*PROBLEM DESCRIPTION*.
Among the entries below, find every line that has "MemoryServer" and pull it out.

*THE INPUT*.
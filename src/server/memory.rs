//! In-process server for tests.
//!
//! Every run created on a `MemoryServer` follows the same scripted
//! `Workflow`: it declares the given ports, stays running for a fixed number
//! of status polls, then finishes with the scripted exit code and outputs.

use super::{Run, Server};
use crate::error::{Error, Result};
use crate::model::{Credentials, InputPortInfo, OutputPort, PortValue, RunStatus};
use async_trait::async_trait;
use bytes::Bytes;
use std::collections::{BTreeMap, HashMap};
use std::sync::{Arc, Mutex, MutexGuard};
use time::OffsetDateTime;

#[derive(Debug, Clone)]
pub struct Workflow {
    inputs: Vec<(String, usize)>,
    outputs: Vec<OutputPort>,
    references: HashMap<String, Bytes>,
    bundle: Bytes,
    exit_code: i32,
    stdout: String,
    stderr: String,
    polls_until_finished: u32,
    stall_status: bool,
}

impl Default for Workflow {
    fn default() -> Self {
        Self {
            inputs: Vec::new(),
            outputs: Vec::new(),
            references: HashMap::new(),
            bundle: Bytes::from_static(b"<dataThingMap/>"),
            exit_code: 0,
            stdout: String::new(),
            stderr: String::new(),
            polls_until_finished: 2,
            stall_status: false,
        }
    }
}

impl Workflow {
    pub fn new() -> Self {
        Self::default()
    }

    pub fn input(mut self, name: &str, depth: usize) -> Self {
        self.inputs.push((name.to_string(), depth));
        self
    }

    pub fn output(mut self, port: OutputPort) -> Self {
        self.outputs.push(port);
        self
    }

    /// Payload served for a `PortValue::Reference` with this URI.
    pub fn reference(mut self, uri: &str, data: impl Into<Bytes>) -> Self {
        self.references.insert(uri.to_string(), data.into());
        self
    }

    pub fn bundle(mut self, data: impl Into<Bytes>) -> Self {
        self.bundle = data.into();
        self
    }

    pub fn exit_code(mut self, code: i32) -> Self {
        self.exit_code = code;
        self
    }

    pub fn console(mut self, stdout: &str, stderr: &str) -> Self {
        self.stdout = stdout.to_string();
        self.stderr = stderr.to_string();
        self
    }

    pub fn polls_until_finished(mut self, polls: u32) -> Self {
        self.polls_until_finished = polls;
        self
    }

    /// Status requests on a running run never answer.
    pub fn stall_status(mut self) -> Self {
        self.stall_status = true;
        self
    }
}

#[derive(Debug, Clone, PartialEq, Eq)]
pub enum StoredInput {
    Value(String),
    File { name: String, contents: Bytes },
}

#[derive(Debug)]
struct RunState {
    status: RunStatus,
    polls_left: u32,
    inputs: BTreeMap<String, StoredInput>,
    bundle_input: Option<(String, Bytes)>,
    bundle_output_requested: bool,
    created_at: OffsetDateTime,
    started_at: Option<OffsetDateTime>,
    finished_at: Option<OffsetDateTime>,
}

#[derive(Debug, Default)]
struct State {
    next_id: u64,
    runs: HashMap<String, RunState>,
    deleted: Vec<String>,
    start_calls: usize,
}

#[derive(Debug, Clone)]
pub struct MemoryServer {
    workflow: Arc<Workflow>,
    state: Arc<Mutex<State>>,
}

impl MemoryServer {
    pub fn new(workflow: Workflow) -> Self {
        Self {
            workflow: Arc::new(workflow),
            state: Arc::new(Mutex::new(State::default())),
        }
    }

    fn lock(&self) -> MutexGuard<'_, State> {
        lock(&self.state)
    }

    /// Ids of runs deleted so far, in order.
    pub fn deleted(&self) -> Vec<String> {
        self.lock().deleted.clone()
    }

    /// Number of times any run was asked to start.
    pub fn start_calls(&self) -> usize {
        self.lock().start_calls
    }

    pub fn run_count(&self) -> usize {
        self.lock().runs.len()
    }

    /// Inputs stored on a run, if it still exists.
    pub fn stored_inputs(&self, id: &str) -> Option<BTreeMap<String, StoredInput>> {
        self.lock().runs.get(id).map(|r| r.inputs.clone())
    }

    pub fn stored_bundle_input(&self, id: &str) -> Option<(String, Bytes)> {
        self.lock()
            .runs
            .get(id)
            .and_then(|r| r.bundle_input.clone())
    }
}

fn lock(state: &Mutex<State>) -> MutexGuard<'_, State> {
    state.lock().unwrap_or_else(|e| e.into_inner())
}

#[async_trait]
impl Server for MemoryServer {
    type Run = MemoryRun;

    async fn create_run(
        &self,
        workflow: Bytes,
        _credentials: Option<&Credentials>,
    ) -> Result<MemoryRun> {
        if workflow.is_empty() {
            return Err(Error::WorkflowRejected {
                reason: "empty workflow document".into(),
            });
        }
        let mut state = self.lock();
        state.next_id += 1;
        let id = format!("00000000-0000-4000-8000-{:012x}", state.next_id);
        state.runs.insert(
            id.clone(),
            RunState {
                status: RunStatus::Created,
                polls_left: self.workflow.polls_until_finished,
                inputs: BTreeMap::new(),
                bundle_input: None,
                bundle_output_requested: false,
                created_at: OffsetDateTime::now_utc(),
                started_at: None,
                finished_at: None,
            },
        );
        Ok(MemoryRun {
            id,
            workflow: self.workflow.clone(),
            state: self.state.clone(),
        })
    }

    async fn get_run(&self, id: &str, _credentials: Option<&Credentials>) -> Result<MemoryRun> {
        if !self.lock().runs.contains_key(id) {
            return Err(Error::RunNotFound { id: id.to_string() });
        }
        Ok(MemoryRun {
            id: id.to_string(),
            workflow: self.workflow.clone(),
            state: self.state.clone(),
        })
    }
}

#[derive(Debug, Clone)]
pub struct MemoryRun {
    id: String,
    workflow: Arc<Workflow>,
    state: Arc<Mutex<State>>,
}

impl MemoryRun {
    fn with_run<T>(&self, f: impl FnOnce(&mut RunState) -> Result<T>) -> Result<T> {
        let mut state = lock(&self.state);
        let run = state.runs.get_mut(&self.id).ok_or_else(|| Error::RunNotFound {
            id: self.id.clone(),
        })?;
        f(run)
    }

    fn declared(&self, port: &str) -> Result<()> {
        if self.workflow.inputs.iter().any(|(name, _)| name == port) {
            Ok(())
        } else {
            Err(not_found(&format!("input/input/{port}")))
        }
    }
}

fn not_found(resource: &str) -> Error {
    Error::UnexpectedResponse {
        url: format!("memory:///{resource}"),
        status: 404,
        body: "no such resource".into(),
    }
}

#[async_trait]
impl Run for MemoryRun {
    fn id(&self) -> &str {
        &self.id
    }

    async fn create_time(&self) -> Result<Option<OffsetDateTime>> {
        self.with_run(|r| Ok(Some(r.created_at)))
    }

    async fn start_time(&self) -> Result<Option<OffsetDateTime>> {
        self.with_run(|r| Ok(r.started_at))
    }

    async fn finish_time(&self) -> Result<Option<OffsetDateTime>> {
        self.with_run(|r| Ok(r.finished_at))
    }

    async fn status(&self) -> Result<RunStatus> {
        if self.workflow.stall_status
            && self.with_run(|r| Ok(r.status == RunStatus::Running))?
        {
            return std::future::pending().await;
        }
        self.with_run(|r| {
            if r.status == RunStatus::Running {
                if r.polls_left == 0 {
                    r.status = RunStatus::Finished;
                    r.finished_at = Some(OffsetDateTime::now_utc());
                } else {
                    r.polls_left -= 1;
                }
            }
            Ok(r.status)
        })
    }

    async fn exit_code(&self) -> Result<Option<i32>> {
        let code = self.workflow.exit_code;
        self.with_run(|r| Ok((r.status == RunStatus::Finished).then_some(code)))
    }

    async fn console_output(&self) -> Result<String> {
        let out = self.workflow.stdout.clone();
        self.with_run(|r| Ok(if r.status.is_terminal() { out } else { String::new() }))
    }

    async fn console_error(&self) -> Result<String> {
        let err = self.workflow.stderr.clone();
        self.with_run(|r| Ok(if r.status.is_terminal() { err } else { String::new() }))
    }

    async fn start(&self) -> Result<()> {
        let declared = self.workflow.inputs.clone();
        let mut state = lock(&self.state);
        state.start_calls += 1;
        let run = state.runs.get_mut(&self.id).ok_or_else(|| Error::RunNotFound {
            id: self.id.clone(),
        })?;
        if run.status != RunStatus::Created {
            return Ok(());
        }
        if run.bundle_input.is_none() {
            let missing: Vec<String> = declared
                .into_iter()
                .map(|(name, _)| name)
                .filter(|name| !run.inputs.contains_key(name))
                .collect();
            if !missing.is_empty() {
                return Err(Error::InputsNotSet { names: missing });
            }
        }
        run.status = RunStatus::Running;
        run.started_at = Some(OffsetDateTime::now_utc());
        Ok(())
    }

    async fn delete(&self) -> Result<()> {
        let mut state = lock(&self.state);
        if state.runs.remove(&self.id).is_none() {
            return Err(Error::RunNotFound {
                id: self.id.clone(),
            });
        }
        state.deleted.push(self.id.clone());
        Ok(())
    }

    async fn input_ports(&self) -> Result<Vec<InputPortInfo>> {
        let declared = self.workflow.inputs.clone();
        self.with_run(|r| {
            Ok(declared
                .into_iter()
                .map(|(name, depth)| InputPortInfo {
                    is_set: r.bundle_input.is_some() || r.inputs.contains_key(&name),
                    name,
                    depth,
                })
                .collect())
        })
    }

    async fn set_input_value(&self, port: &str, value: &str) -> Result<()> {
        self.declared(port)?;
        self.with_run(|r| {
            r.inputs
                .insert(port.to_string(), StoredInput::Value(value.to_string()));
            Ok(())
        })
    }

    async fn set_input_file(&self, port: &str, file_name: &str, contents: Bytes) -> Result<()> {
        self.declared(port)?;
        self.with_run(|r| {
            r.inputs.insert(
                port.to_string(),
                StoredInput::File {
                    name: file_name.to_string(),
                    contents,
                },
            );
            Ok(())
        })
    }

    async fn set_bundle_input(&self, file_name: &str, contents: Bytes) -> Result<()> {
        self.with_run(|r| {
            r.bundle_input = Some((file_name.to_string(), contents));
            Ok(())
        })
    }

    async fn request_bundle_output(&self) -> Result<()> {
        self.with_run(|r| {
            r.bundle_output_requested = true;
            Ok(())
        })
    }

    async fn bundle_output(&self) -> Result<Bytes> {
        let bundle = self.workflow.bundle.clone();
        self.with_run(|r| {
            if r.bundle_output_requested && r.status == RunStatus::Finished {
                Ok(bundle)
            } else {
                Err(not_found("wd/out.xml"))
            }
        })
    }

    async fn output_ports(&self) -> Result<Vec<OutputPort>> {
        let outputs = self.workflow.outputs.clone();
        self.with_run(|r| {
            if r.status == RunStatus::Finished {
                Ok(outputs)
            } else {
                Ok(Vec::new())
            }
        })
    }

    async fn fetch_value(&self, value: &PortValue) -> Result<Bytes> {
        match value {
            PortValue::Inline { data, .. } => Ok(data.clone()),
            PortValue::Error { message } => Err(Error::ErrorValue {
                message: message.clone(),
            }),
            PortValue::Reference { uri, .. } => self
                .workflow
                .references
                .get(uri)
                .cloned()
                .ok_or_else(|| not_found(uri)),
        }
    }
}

*RESPONSE*.
//! Every run created on a `MemoryServer` follows the same scripted
pub struct MemoryServer {
impl MemoryServer {
impl Server for MemoryServer {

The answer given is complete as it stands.